Wien IX, Berggasse 19, 26. Januar 1920

Liebe Mutter

Heute habe ich eine traurige Nachricht zu geben. Unsere teure, blühende Sophie ist gestern früh an einer rasch verlaufenden Grippe mit Lungenentzündung gestorben. Wir haben es mittags durch ein Gespräch mit Minna in Reichenhall erfahren. Oli und Ernst sind von Berlin aus zu Max gereist. Robert und Mathilde fahren am Neunundzwanzigsten dieses Monats, um wenn möglich dem armen vereinsamten Mann beizustehen. Martha ist zu elend, man könnte ihr die Reise nicht zutrauen, und Sophie hätte sie doch nicht mehr am Leben angetroffen.

Es ist das erste unserer Kinder, das wir so überleben müssen. Was Max tun, was mit den Kindern geschehen wird, wissen wir natürlich noch nicht.

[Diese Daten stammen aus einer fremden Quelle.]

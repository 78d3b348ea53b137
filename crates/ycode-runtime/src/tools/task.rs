use async_trait::async_trait;
use serde::Deserialize;
use serde_json::json;
use std::sync::Arc;
use ycode_core::{Result, Tool, ToolCall, ToolResult};

use super::{TASK, parse_args};
use crate::registry::ToolHandler;
use crate::subagent::{AgentProfiles, SubagentOrchestrator};

#[derive(Deserialize)]
struct TaskArgs {
    description: String,
    prompt: String,
    agent_type: String,
}

/// Spawns a subagent and returns its transcript as the tool result.
pub struct TaskTool {
    orchestrator: Arc<SubagentOrchestrator>,
}

impl TaskTool {
    pub fn new(orchestrator: Arc<SubagentOrchestrator>) -> Self {
        Self { orchestrator }
    }
}

#[async_trait]
impl ToolHandler for TaskTool {
    fn descriptor(&self) -> Tool {
        Tool::new(
            TASK,
            format!(
                "Spawn a subagent for a focused subtask. Subagents run in ISOLATED context - they don't see parent's history. \
                 Use this to keep the main conversation clean.\n\nAgent types:\n{}\n\nExample uses:\n\
                 - Task(explore): \"Find all files using the auth module.\"\n\
                 - Task(plan): \"Design a migration strategy for the database\"\n\
                 - Task(code): \"Implement the user registration form\"",
                AgentProfiles::description()
            ),
            json!({
                "type": "object",
                "properties": {
                    "description": { "type": "string", "description": "Short task name (3-5 words) for progress display" },
                    "prompt": { "type": "string", "description": "Detailed instructions for the subagent" },
                    "agent_type": { "type": "string", "enum": AgentProfiles::names(), "description": "Type of agent to spawn" }
                },
                "required": ["description", "prompt", "agent_type"],
                "additionalProperties": false
            }),
        )
    }

    async fn call(&self, call: &ToolCall) -> Result<ToolResult> {
        let args: TaskArgs = parse_args(call)?;
        let summary = self
            .orchestrator
            .run_task(&args.description, &args.prompt, &args.agent_type)
            .await?;
        Ok(ToolResult::text(&call.id, summary))
    }
}
use async_trait::async_trait;
use serde_json::json;
use std::path::PathBuf;
use tokio::sync::OnceCell;
use tracing::{info, warn};
use ycode_config::{McpConfig, McpServerConfig};
use ycode_core::{Result, Tool, ToolCall, ToolProvider, ToolResult};

use crate::client::McpClient;
use crate::transport::{StdioTransport, mcp_error};

/// One configured tool server, exposed as a tool group.
///
/// The process is started lazily on first use and kept for the session.
pub struct McpToolProvider {
    name: String,
    launch: Option<(McpServerConfig, PathBuf)>,
    client: OnceCell<McpClient>,
}

impl McpToolProvider {
    pub fn new(config: McpServerConfig, workdir: PathBuf) -> Self {
        Self {
            name: config.name.clone(),
            launch: Some((config, workdir)),
            client: OnceCell::new(),
        }
    }

    /// Wrap an already initialized client.
    pub fn with_client(client: McpClient) -> Self {
        Self {
            name: client.server().to_string(),
            launch: None,
            client: OnceCell::new_with(Some(client)),
        }
    }

    /// Providers for every enabled server.
    pub fn from_config(config: &McpConfig, workdir: &std::path::Path) -> Vec<Self> {
        config
            .servers
            .iter()
            .filter(|s| s.enabled)
            .map(|s| Self::new(s.clone(), workdir.to_path_buf()))
            .collect()
    }

    async fn client(&self) -> Result<&McpClient> {
        self.client
            .get_or_try_init(|| async {
                let (config, workdir) = self
                    .launch
                    .as_ref()
                    .ok_or_else(|| mcp_error(&self.name, "no launch configuration"))?;
                let transport = StdioTransport::spawn(
                    &config.name,
                    &config.command,
                    &config.args,
                    &config.env,
                    workdir,
                )?;
                let client = McpClient::new(config.name.clone(), Box::new(transport));
                let info = client.initialize().await?;
                info!(group = %self.name, server = %info.name, version = ?info.version, "tool group connected");
                Ok(client)
            })
            .await
    }

    /// Stop the server process if it was started.
    pub async fn shutdown(&self) {
        if let Some(client) = self.client.get()
            && let Err(e) = client.close().await
        {
            warn!(group = %self.name, error = %e, "failed to stop tool server");
        }
    }
}

#[async_trait]
impl ToolProvider for McpToolProvider {
    fn name(&self) -> &str {
        &self.name
    }

    async fn list_tools(&self) -> Result<Vec<Tool>> {
        let defs = self.client().await?.list_tools().await?;
        Ok(defs
            .into_iter()
            .map(|d| {
                let schema = if d.input_schema.is_null() {
                    json!({ "type": "object", "properties": {} })
                } else {
                    d.input_schema
                };
                Tool::new(d.name, d.description.unwrap_or_default(), schema).with_provider(&self.name)
            })
            .collect())
    }

    async fn call(&self, call: &ToolCall) -> Result<ToolResult> {
        let result = self
            .client()
            .await?
            .call_tool(&call.tool_name, call.arguments.clone())
            .await?;
        let text = result.text();
        Ok(if result.is_error {
            ToolResult::error(&call.id, text)
        } else {
            ToolResult::text(&call.id, text)
        })
    }
}

#[cfg(test)]
mod tests {
    use super::*;
    use crate::protocol::{JsonRpcId, JsonRpcResponse};
    use crate::transport::mock::MockTransport;

    fn provider(responses: Vec<serde_json::Value>) -> McpToolProvider {
        let responses = responses
            .into_iter()
            .map(|r| JsonRpcResponse::success(JsonRpcId::Number(0), r))
            .collect();
        McpToolProvider::with_client(McpClient::new("bash", Box::new(MockTransport::new(responses))))
    }

    #[tokio::test]
    async fn test_tools_tagged_with_group() {
        let p = provider(vec![json!({"tools": [{"name": "run"}, {"name": "kill_background"}]})]);
        let tools = p.list_tools().await.unwrap();
        assert_eq!(tools.len(), 2);
        assert!(tools.iter().all(|t| t.provider.as_deref() == Some("bash")));
        assert_eq!(tools[0].parameters["type"], "object");
        assert!(!tools[0].is_read_only);
    }

    #[tokio::test]
    async fn test_call_maps_error_flag() {
        let p = provider(vec![json!({
            "content": [{"type": "text", "text": "exit 1"}],
            "isError": true
        })]);
        let call = ToolCall {
            id: "call_1".into(),
            tool_name: "run".into(),
            arguments: json!({"command": "false"}),
        };
        let result = p.call(&call).await.unwrap();
        assert!(result.is_error);
        assert_eq!(result.tool_call_id, "call_1");
        assert_eq!(result.content, "exit 1");
    }

    #[test]
    fn test_only_enabled_servers() {
        let mut config = McpConfig::default();
        config.servers.push(McpServerConfig {
            name: "off".into(),
            command: "nothing".into(),
            args: vec![],
            env: Default::default(),
            enabled: false,
        });
        let providers = McpToolProvider::from_config(&config, std::path::Path::new("."));
        let names: Vec<&str> = providers.iter().map(|p| p.name()).collect();
        assert_eq!(names, vec!["bash"]);
    }
}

Ich hoffe, Du wirst es ruhig hinnehmen, man muß sich ja auch das Unglück gefallen lassen. Trauer um die prächtige, lebenstüchtige Kleine, die so glücklich mit Mann und Kindern war, ist aber erlaubt.

Ich grüße Dich herzlich

Dein Sigm.

*

An Stefan Zweig

Wien IX, Berggasse 19, 19. Oktober 1920

Sehr verehrter Herr Doktor

Hier endlich zu erster Ruhe gekommen, besinne ich mich der Pflicht, Ihnen für das schöne Buch zu danken, das ich vorgefunden und noch im Gedränge der ersten zwei Wochen gelesen. Mit außerordentlichem Genuß gelesen, sonst brauchte ich Ihnen ja überhaupt nicht darüber zu schreiben. Die Vollkommenheit der Einfühlung im Verein mit der Meisterschaft des sprachlichen Ausdrucks hinterlassen einen Eindruck von seltener Befriedigung. Ganz besonders haben mich die Häufungen und Steigerungen interessiert, mit denen sich Ihr Satz an das intimste Wesen des Beschriebenen immer näher herantastet. Es ist wie die Symbolhäufung im Traum, die das Verhüllte immer deutlicher durchschimmern läßt.

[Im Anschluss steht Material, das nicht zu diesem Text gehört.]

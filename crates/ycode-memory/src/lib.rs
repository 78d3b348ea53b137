//! # ycode-memory
//!
//! File-backed memory for the YCode agent, partitioned into scopes:
//!
//! - **profile**: stable user preferences, shared by every session and project.
//! - **daily**: one list per calendar date, deleted after the retention window.
//! - **project**: one list per project key, plus an optional `AGENTS.md`.
//! - **notes**: free-form markdown documents, only ever read.
//!
//! Each list is one JSON file. Writes deduplicate by normalized content and
//! evict the least recently updated items once a scope is full.

pub mod item;
pub mod scope;
pub mod search;
pub mod store;

mod files;
mod heartbeat;

pub use item::MemoryItem;
pub use scope::{MemoryCategory, Scope, sanitize_project_key};
pub use search::{MemoryHit, tokenize};
pub use store::{MemorySettings, MemoryStore, MemoryWrite};
// SPDX-License-Identifier: Apache-2.0
// © James Ross Ω FLYING•ROBOTS <https://github.com/flyingrobots>
//! Persistence port and snapshot codec.
//!
//! The store persists through an abstract key → string blob port. Only
//! plain entries are serialized; computed definitions and history are
//! reconstructed by code, not data. The snapshot encoding is pretty-printed
//! JSON with sorted keys (the registry map is ordered), so persisted state
//! is stable and diff-friendly.

use std::cell::RefCell;
use std::collections::BTreeMap;
use std::rc::Rc;

use crate::error::BackendError;
use crate::value::FlagValue;

/// Default blob key used when [`PersistOptions`] does not override it.
pub const DEFAULT_BLOB_KEY: &str = "vexil";

/// Abstract blob store the registry persists through.
pub trait StorageBackend {
    /// Reads the blob at `key`; `Ok(None)` when absent.
    fn read(&self, key: &str) -> Result<Option<String>, BackendError>;
    /// Writes (or replaces) the blob at `key`.
    fn write(&self, key: &str, blob: &str) -> Result<(), BackendError>;
    /// Removes the blob at `key`; absent is not an error.
    fn remove(&self, key: &str) -> Result<(), BackendError>;
}

/// In-memory backend; clones share the same blob map.
///
/// The sharing makes it the natural test double: keep a clone, hand the
/// other to the store, then inspect what autosave wrote.
#[derive(Debug, Clone, Default)]
pub struct MemoryBackend {
    blobs: Rc<RefCell<BTreeMap<String, String>>>,
}

impl MemoryBackend {
    /// Creates an empty backend.
    #[must_use]
    pub fn new() -> Self {
        Self::default()
    }

    /// Number of stored blobs.
    #[must_use]
    pub fn len(&self) -> usize {
        self.blobs.borrow().len()
    }

    /// `true` when no blob is stored.
    #[must_use]
    pub fn is_empty(&self) -> bool {
        self.blobs.borrow().is_empty()
    }
}

impl StorageBackend for MemoryBackend {
    fn read(&self, key: &str) -> Result<Option<String>, BackendError> {
        Ok(self.blobs.borrow().get(key).cloned())
    }

    fn write(&self, key: &str, blob: &str) -> Result<(), BackendError> {
        self.blobs.borrow_mut().insert(key.to_owned(), blob.to_owned());
        Ok(())
    }

    fn remove(&self, key: &str) -> Result<(), BackendError> {
        self.blobs.borrow_mut().remove(key);
        Ok(())
    }
}

/// Persistence configuration for a store.
pub struct PersistOptions {
    pub(crate) backend: Box<dyn StorageBackend>,
    pub(crate) blob_key: String,
    pub(crate) auto_save: bool,
}

impl PersistOptions {
    /// Persistence through `backend` under [`DEFAULT_BLOB_KEY`], with
    /// autosave enabled.
    #[must_use]
    pub fn new(backend: impl StorageBackend + 'static) -> Self {
        Self {
            backend: Box::new(backend),
            blob_key: DEFAULT_BLOB_KEY.to_owned(),
            auto_save: true,
        }
    }

    /// Overrides the blob key.
    #[must_use]
    pub fn blob_key(mut self, key: impl Into<String>) -> Self {
        self.blob_key = key.into();
        self
    }

    /// Enables or disables autosave (on by default). With autosave off,
    /// call `FlagStore::save` explicitly.
    #[must_use]
    pub fn auto_save(mut self, enabled: bool) -> Self {
        self.auto_save = enabled;
        self
    }
}

impl std::fmt::Debug for PersistOptions {
    fn fmt(&self, f: &mut std::fmt::Formatter<'_>) -> std::fmt::Result {
        f.debug_struct("PersistOptions")
            .field("blob_key", &self.blob_key)
            .field("auto_save", &self.auto_save)
            .finish_non_exhaustive()
    }
}

/// Encodes the plain-entry snapshot.
pub(crate) fn encode_snapshot(
    plain: &BTreeMap<String, FlagValue>,
) -> Result<String, BackendError> {
    Ok(serde_json::to_string_pretty(plain)?)
}

/// Decodes a snapshot blob back into a plain-entry map.
pub(crate) fn decode_snapshot(blob: &str) -> Result<BTreeMap<String, FlagValue>, BackendError> {
    Ok(serde_json::from_str(blob)?)
}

Wenn ich Ihre Darstellung mit einem ganz besonders strengen Maßstab messen dürfte, würde ich sagen: die Bewältigung von Balzac und Dickens ist restlos gelungen. Aber das war nicht zu schwer, es sind einfache geradlinige Typen. Aber mit dem vertrackten Russen konnte es nicht so befriedigend abgehen. Da verspürt man Lücken und zurückgelassene Rätsel. Gestatten Sie mir einiges Material hierzu vorzubringen, wie es sich meiner Laienhaftigkeit zur Verfügung stellt. Auch mag der Psychopatholog, dem Dostojewski nun einmal verfallen bleibt, hier einigen Vorsprung haben.

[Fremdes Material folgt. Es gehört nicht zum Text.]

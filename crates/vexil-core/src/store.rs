// SPDX-License-Identifier: Apache-2.0
// © James Ross Ω FLYING•ROBOTS <https://github.com/flyingrobots>
//! The flag store: public surface and the mutation engine.
//!
//! Every user-visible change funnels through one engine pass with a fixed
//! phase order:
//!
//! 1. validate the key and operand types;
//! 2. stage the direct change set, dropping structural no-ops;
//! 3. propagate through the computed graph in topological order;
//! 4. append one history step for the consolidated change set;
//! 5. broadcast to subscribers;
//! 6. autosave when plain state changed.
//!
//! Phases 1–4 run while the store's interior is borrowed; the borrow is
//! released before broadcast, so subscriber callbacks may freely re-enter
//! the store. A reentrant mutation is a complete, independent engine pass
//! with its own history step and broadcast.
//!
//! Batch mode replaces phases 4–6 for inner mutations: their change sets
//! merge into one aggregate that commits as a single step and a single
//! bulk broadcast, or rolls back wholesale if the batch thunk fails.

use std::cell::RefCell;
use std::collections::BTreeMap;
use std::panic::{catch_unwind, resume_unwind, AssertUnwindSafe};
use std::rc::Rc;

use rustc_hash::{FxHashMap, FxHashSet};

use crate::computed::{
    affected_computed, evaluate, topo_order, would_cycle, ComputeFailure, ComputedFlag,
};
use crate::diag::{DiagnosticSink, TracingDiagnosticSink};
use crate::error::StoreError;
use crate::event::{ChangeEvent, ChangeRecord};
use crate::history::{HistoryLog, HistoryOptions};
use crate::key::{validate_key, EVENT_BATCH, EVENT_CLEAR, EVENT_SET_MANY};
use crate::notify::{invoke_all, NotifyHub, Subscription};
use crate::persist::{decode_snapshot, encode_snapshot, PersistOptions};
use crate::registry::{Entry, Registry};
use crate::value::FlagValue;

/// How a committed change set reaches subscribers.
#[derive(Clone, Copy)]
enum BroadcastMode {
    /// Per key: the key's list first, then the global list.
    PerKey,
    /// Per-key lists fire for every affected key; the global list receives
    /// one synthetic event instead of per-key events.
    Bulk(&'static str),
    /// Only the global list fires, with one synthetic event (`clear`).
    SyntheticOnly(&'static str),
}

/// Aggregate state of an open batch.
struct BatchState {
    plain: Vec<ChangeRecord>,
    plain_pos: FxHashMap<String, usize>,
    computed: Vec<ChangeRecord>,
    computed_pos: FxHashMap<String, usize>,
    snapshot_plain: BTreeMap<String, FlagValue>,
    snapshot_caches: Vec<(String, Option<FlagValue>)>,
}

impl BatchState {
    fn capture(registry: &Registry) -> Self {
        Self {
            plain: Vec::new(),
            plain_pos: FxHashMap::default(),
            computed: Vec::new(),
            computed_pos: FxHashMap::default(),
            snapshot_plain: registry.plain_snapshot(),
            snapshot_caches: registry
                .computed_entries()
                .map(|(key, flag)| (key.clone(), flag.cache.clone()))
                .collect(),
        }
    }
}

struct Inner {
    registry: Registry,
    index: crate::computed::DependencyIndex,
    hub: NotifyHub,
    history: Option<HistoryLog>,
    batch: Option<BatchState>,
    batch_depth: usize,
    persist: Option<PersistOptions>,
    diag: Rc<dyn DiagnosticSink>,
    next_seq: u64,
}

/// An embedded reactive flag store.
///
/// The store is a cheaply clonable handle; clones share one registry.
/// All operations are synchronous and single-threaded (the handle is not
/// `Send`); subscriber callbacks run on the caller's stack and may
/// re-enter the store.
#[derive(Clone)]
pub struct FlagStore {
    inner: Rc<RefCell<Inner>>,
}

impl std::fmt::Debug for FlagStore {
    fn fmt(&self, f: &mut std::fmt::Formatter<'_>) -> std::fmt::Result {
        let inner = self.inner.borrow();
        f.debug_struct("FlagStore")
            .field("keys", &inner.registry.keys().len())
            .field("history", &inner.history.is_some())
            .field("persist", &inner.persist.is_some())
            .finish()
    }
}

impl Default for FlagStore {
    fn default() -> Self {
        Self::new()
    }
}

Ich glaube, Sie hätten Dostojewski nicht bei seiner angeblichen Epilepsie lassen sollen. Es ist sehr unwahrscheinlich, daß er ein Epileptiker war. Die Epilepsie ist eine organische Hirnaffektion außerhalb der seelischen Konstitution und in der Regel mit Herabsetzung und Vereinfachung der seelischen Leistung verbunden. Es ist nur ein einziges Beispiel vom Vorkommen dieser Krankheit bei einem geistig hochstehenden Menschen bekannt, und dies betrifft einen Riesen des Intellekts, über dessen Gefühlsleben wenig bekannt ist (Helmholtz). Alle anderen Großen, denen man die Epilepsie nachgesagt hat, waren reine Hysteriker. (Der Phantast Lombroso verstand noch nicht die Differentialdiagnose zu machen.) Diese Unterscheidung ist aber keine medizinische Pedanterie, sondern etwas ganz Wesentliches. Die Hysterie stammt aus der seelischen Konstitution selbst, ist ein Ausdruck derselben organischen Urkraft, die sich in der genialen Künstlerschaft entfaltet. Sie ist aber auch ein Anzeichen eines besonders starken und ungelösten Konflikts, der zwischen diesen Uranlagen wütet und das Seelenleben später in zwei Lager zerreißt. Ich denke, der ganze D. hätte über seiner Hysterie aufgebaut werden können.

So überwältigend groß auch der Faktor der konstitutionellen Veranlagung bei einer Hysterie wie die Dostojewskis sein mag, so ist es doch interessant, daß der andere Faktor, auf den unsere Theorie Wert legt, auch in diesem Falle nachweisbar ist. Irgendwo in einer Biographie Dostojewskis wurde mir eine Stelle gezeigt, welche das spätere Leiden des Mannes mit einer unter sehr ernsthaften Umständen erfolgten Bestrafung des Knaben durch den Vater – mir schwebt das Wort: tragisch vor, ob mit Recht? – in Verbindung bringt. Aus ›Diskretion‹ ist natürlich nicht gesagt, um was es sich handelte. Sie werden es leichter haben, diese Stelle wiederzufinden, als ich. Diese Kindheitsszene – dem Autor der ›Ersten Erlebnisse‹ muß ich es nicht erst wahrscheinlich machen – war es, die der späteren Szene vor der Hinrichtung die traumatische Kraft verlieh, sich als Anfall zu wiederholen, und das ganze Leben Dostojewskis wird von der zweifachen Einstellung zur Vater-Czar Autorität, der wollüstig masochistischen Unterwerfung und der empörerischen Auflehnung dagegen beherrscht. Der Masochismus schließt das Schuldgefühl, das zur ›Erlösung‹ drängt, in sich ein.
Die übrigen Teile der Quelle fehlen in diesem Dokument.